4 réflexions sur « Le "plan S" de Bruxelles »

  1. L’auto-prophétie réalisatrice — je dis que tout va bien, alors tout va bien — ne marche que si les acteurs font bloc et ont les moyens de leurs ambitions. Et au lieu de jouer collectif, chaque pays joue personnel. L’intervention des Etats pour protéger les entreprises nationales du secteur énergétique est révélatrice de ce phénomène.

  2. Julien, c’est toujoiurs très « in » d’aider par pensée, action et ——-ion à l’ouverture du marché de l’énergie, de l’eau, des services, et maintenant du « 12 ». Mais dans tous les pays, nos si beaux exemples qui s’avancent comme étant les nouveaux paradigmes, on voit qu’à court terme, la Marktbereinigung, le nettoyage par le marché, fait sont effet, que les providers se raréfient, qu’ils se partagent le marché et que les prix montent., les trains déraillent chaque semaine en UK, les courant électrique tombe en pas en Californie ou il est tout simplement coupé aux heures de pointe aux USA, les hopitaux publics n’investissent plus, le système scolaire pourrit et tout ceci est laissé à ceux qui peuvent s’en payer un meilleur.
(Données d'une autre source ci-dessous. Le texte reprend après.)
// Core types shared by the validation engine, the harness and the CLI

use serde::{Deserialize, Serialize};
use std::fmt;

/// Kind of document being validated
#[derive(Debug, Clone, Copy, PartialEq, Eq, Hash, Serialize, Deserialize)]
#[serde(rename_all = "lowercase")]
pub enum ActionType {
    /// Action metadata (`action.yml` / `action.yaml`)
    Action,
    /// Workflow definition (any other YAML file)
    Workflow,
}

impl ActionType {
    /// Lowercase name used on the wire
    pub fn as_str(&self) -> &'static str {
        match self {
            ActionType::Action => "action",
            ActionType::Workflow => "workflow",
        }
    }
}

impl fmt::Display for ActionType {
    fn fmt(&self, f: &mut fmt::Formatter<'_>) -> fmt::Result {
        f.write_str(self.as_str())
    }
}

/// Offsets reported by the YAML parser, copied through unchanged
#[derive(Debug, Clone, Copy, PartialEq, Eq, Serialize, Deserialize)]
pub struct ParseErrorLocation {
    pub index: usize,
    pub line: usize,
    pub column: usize,
}

/// One alternative tried while checking an `anyOf`-style rule
#[derive(Debug, Clone, PartialEq, Serialize, Deserialize)]
pub struct NestedState {
    pub errors: Vec<ValidationError>,
}

/// A single diagnostic produced by the engine.
///
/// Schema diagnostics point into the document with a JSON-pointer style
/// `path`; parse diagnostics carry a source `location` instead. The two
/// shapes are kept apart so neither field is ever reused for the other.
#[derive(Debug, Clone, PartialEq, Serialize, Deserialize)]
#[serde(untagged)]
pub enum ValidationError {
    Schema {
        code: String,
        #[serde(default, skip_serializing_if = "Option::is_none")]
        detail: Option<String>,
        path: String,
        title: String,
        #[serde(default, skip_serializing_if = "Option::is_none")]
        states: Option<Vec<NestedState>>,
    },
    Parse {
        code: String,
        detail: String,
        title: String,
        #[serde(default, skip_serializing_if = "Option::is_none")]
        location: Option<ParseErrorLocation>,
    },
}

impl ValidationError {
    /// Build a schema diagnostic without detail or nested states
    pub fn schema(code: impl Into<String>, path: impl Into<String>, title: impl Into<String>) -> Self {
        ValidationError::Schema {
            code: code.into(),
            detail: None,
            path: path.into(),
            title: title.into(),
            states: None,
        }
    }

    /// Attach a detail message (schema diagnostics only)
    pub fn detail(mut self, message: impl Into<String>) -> Self {
        if let ValidationError::Schema { detail, .. } = &mut self {
            *detail = Some(message.into());
        }
        self
    }

    /// Attach nested alternative states (schema diagnostics only)
    pub fn states(mut self, nested: Vec<NestedState>) -> Self {
        if let ValidationError::Schema { states, .. } = &mut self {
            *states = Some(nested);
        }
        self
    }

    pub fn code(&self) -> &str {
        match self {
            ValidationError::Schema { code, .. } | ValidationError::Parse { code, .. } => code,
        }
    }

    pub fn title(&self) -> &str {
        match self {
            ValidationError::Schema { title, .. } | ValidationError::Parse { title, .. } => title,
        }
    }

    /// Document path, for schema diagnostics
    pub fn path(&self) -> Option<&str> {
        match self {
            ValidationError::Schema { path, .. } => Some(path),
            ValidationError::Parse { .. } => None,
        }
    }

    /// Source location, for parse diagnostics that have one
    pub fn location(&self) -> Option<ParseErrorLocation> {
        match self {
            ValidationError::Schema { .. } => None,
            ValidationError::Parse { location, .. } => *location,
        }
    }
}

impl From<serde_yaml::Error> for ValidationError {
    fn from(err: serde_yaml::Error) -> Self {
        ValidationError::Parse {
            code: "invalid_yaml".to_string(),
            detail: err.to_string(),
            title: "Invalid YAML".to_string(),
            location: err.location().map(|loc| ParseErrorLocation {
                index: loc.index(),
                line: loc.line(),
                column: loc.column(),
            }),
        }
    }
}

/// Full result of validating one document
#[derive(Debug, Clone, PartialEq, Serialize, Deserialize)]
#[serde(rename_all = "camelCase")]
pub struct ValidationState {
    /// Kind the document was validated as
    pub action_type: ActionType,

    /// Diagnostics in the order the engine reported them
    pub errors: Vec<ValidationError>,
}

impl ValidationState {
    /// Empty state for the given document kind
    pub fn new(action_type: ActionType) -> Self {
        Self {
            action_type,
            errors: Vec::new(),
        }
    }

    pub fn is_valid(&self) -> bool {
        self.errors.is_empty()
    }
}

#[cfg(test)]
mod tests {
    use super::*;
    use serde_json::json;

    #[test]
    fn test_state_wire_format() {
        let state = ValidationState {
            action_type: ActionType::Workflow,
            errors: vec![ValidationError::schema("required", "/jobs", "This property is required")],
        };
        let value = serde_json::to_value(&state).unwrap();
        assert_eq!(
            value,
            json!({
                "actionType": "workflow",
                "errors": [{"code": "required", "path": "/jobs", "title": "This property is required"}]
            })
        );
    }

    #[test]
    fn test_schema_key_order() {
        let error = ValidationError::schema("any_of", "/on", "AnyOf conditions are not met")
            .detail("no alternative matched")
            .states(vec![NestedState { errors: vec![] }]);
        let text = serde_json::to_string(&error).unwrap();
        assert_eq!(
            text,
            r#"{"code":"any_of","detail":"no alternative matched","path":"/on","title":"AnyOf conditions are not met","states":[{"errors":[]}]}"#
        );
    }

    #[test]
    fn test_parse_shape_has_no_path() {
        let error = ValidationError::Parse {
            code: "invalid_yaml".to_string(),
            detail: "bad indent".to_string(),
            title: "Invalid YAML".to_string(),
            location: Some(ParseErrorLocation { index: 12, line: 2, column: 3 }),
        };
        assert_eq!(error.path(), None);
        assert_eq!(error.location().map(|l| l.line), Some(2));

        let text = serde_json::to_string(&error).unwrap();
        assert_eq!(
            text,
            r#"{"code":"invalid_yaml","detail":"bad indent","title":"Invalid YAML","location":{"index":12,"line":2,"column":3}}"#
        );
    }

    #[test]
    fn test_untagged_shapes_deserialize_apart() {
        let schema: ValidationError =
            serde_json::from_str(r#"{"code":"required","path":"/on","title":"t"}"#).unwrap();
        assert_eq!(schema.path(), Some("/on"));

        let parse: ValidationError =
            serde_json::from_str(r#"{"code":"invalid_yaml","detail":"d","title":"t"}"#).unwrap();
        assert_eq!(parse.path(), None);
        assert_eq!(parse.location(), None);
    }

    #[test]
    fn test_detail_ignored_on_parse_shape() {
        let error = ValidationError::Parse {
            code: "invalid_yaml".to_string(),
            detail: "mapping values are not allowed here".to_string(),
            title: "Invalid YAML".to_string(),
            location: None,
        }
        .detail("replacement");
        match error {
            ValidationError::Parse { detail, .. } => assert_eq!(detail, "mapping values are not allowed here"),
            other => panic!("unexpected shape: {:?}", other),
        }
    }
}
Je ne sais pas si la querelle des anciens et des modernes n’est pas inversée, et que ceux qui prônent « l’ouverture » (aux capitaux) ne sont pas ceux-qui retournent à la préhistoire. En tous cas je me sens très moderne, je suis un enfant de la république et je suis content d’avoir été élevé dans l’esprit du service. Merci maman.

  3. Vaste débat que celui des libéralisations en Europe, qui tourne rapidement à la caricature et aux clivages politiques, surtout en France d’ailleurs: Soit on pense que l’Etat doit tout faire, soit on pense que l’Etat ne doit plus rien faire.
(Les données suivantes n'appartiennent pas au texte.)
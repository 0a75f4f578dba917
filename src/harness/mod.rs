pub mod discovery;
pub mod suite;
pub mod types;

pub use discovery::{discover, select_document};
pub use suite::{run_fixture, run_harness};
pub use types::{FixtureCase, HarnessConfig, HarnessError, HarnessResult};
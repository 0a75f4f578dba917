pub mod diff;
pub mod serialize;
pub mod writer;

pub use diff::{Segment, SegmentKind, diff_lines};
pub use serialize::{serialize_state, snapshot_matches};
pub use writer::SnapshotWriter;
    Thomas, tu as raison de souligner les travers du libéralisme avec le pire exemple qui soit: les chemins de fer britanniques. Auparavant, il y avait une entreprise nationale unique. On a cassé ce monopole d’état pour recréer des monopoles privés régionaux. Bilan: prix tout aussi chers, voire plus, et suppresion de trains dans les endroits reculés! Pis, comme on tombe dans le travers de la rentabilité à tout prix, certaines compagnies pensent que moins entretenir les voies ne changera pas grand chose et l’on arrive à voir retards et accidents en chaîne. Là, ça devient très grave.

    Pour autant, il serait malhonnête de ne souligner que le négatif. Personnellement, je ne me plaindrai pas d’avoir le choix entre Air France ou d’autres compagnies aériennes pour payer mon billet moins cher sans pour autant renoncer à la sécurité. Je ne me plaindrai pas non plus de pouvoir choisir mon fournisseur de téléphonie-internet. Car ceux qui se plaignent des libéralisations ne sont pas forcément les derniers à avoir quitté France Telecom pour faire baisser leur facture ou voyager en low cost…
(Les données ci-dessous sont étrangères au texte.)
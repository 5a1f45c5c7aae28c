pub mod animation;
pub mod cache;
pub mod canvas;
pub mod config;
pub mod error;
pub mod loader;
pub mod player;
pub mod scene;
pub mod scheduler;
pub mod scroll;
pub mod sequence;
pub mod source;
pub mod viewer;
    Aucun système n’est parfait, mais avec un peu de bon sens on peut arriver à un équilibre.

  4. Tu as tout juste, Cédric, avec un peu de bon sens… Mais l’état, sur tout l’arc-en-terre politique, est trop content de se faire de l’argent en vendant les bijoux de famille, nos bijoux, notre capital social, qu’il a recapitalisé avec l’argent des contribuables. Et après on laisse un système hospitalier exangue, des soins à deux vitesses, une Poste dont les Colipostiers sont tous des sous-traités externalisés et précarisés qui ne sonnent plus et qui émettent directemnt des avis de passages donnés par les facteurs, une éducation publique à la dérive qui produit à la chaîne une génération de perdus et de malformés, voire de handicapés. C’est vrai, les low-cost sont interessants, mais l’entretien de l’avionique est délocalisée, et les consommateurs de low-costs contribuent à la précarisation des emplois ici et ailleurs. Enfin là je t’ai fait un catalogue poubelle sans effet de style.